■ **What this task involves**
Would you repeat, exactly as given, the line with "use super::*;" and every line after it to the end of the entries?

[Saved data entries]
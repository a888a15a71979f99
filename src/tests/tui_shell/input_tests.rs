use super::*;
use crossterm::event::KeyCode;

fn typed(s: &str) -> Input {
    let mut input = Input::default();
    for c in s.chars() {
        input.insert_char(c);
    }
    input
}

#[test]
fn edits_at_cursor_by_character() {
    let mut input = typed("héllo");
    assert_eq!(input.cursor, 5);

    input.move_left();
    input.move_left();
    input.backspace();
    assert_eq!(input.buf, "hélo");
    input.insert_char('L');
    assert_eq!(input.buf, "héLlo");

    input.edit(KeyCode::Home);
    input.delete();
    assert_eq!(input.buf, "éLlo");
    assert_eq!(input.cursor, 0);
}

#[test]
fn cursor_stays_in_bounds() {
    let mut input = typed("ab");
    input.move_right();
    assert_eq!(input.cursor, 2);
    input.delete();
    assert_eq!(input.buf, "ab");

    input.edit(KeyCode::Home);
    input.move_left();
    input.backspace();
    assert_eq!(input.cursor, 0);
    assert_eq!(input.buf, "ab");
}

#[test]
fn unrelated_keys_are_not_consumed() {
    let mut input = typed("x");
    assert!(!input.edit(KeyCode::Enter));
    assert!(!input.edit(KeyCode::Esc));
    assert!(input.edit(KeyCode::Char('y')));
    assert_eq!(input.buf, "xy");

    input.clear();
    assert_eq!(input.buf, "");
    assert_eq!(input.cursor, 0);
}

■ **Exercise result**
use super::*;
use crossterm::event::KeyCode;

fn typed(s: &str) -> Input {
    let mut input = Input::default();
    for c in s.chars() {
        input.insert_char(c);
    }
    input
}

#[test]
fn edits_at_cursor_by_character() {
    let mut input = typed("héllo");
    assert_eq!(input.cursor, 5);

    input.move_left();
    input.move_left();
    input.backspace();
    assert_eq!(input.buf, "hélo");
    input.insert_char('L');
    assert_eq!(input.buf, "héLlo");

    input.edit(KeyCode::Home);
    input.delete();
    assert_eq!(input.buf, "éLlo");
    assert_eq!(input.cursor, 0);
}

#[test]
fn cursor_stays_in_bounds() {
    let mut input = typed("ab");
    input.move_right();
    assert_eq!(input.cursor, 2);
    input.delete();
    assert_eq!(input.buf, "ab");

    input.edit(KeyCode::Home);
    input.move_left();
    input.backspace();
    assert_eq!(input.cursor, 0);
    assert_eq!(input.buf, "ab");
}

#[test]
fn unrelated_keys_are_not_consumed() {
    let mut input = typed("x");
    assert!(!input.edit(KeyCode::Enter));
    assert!(!input.edit(KeyCode::Esc));
    assert!(input.edit(KeyCode::Char('y')));
    assert_eq!(input.buf, "xy");

    input.clear();
    assert_eq!(input.buf, "");
    assert_eq!(input.cursor, 0);
}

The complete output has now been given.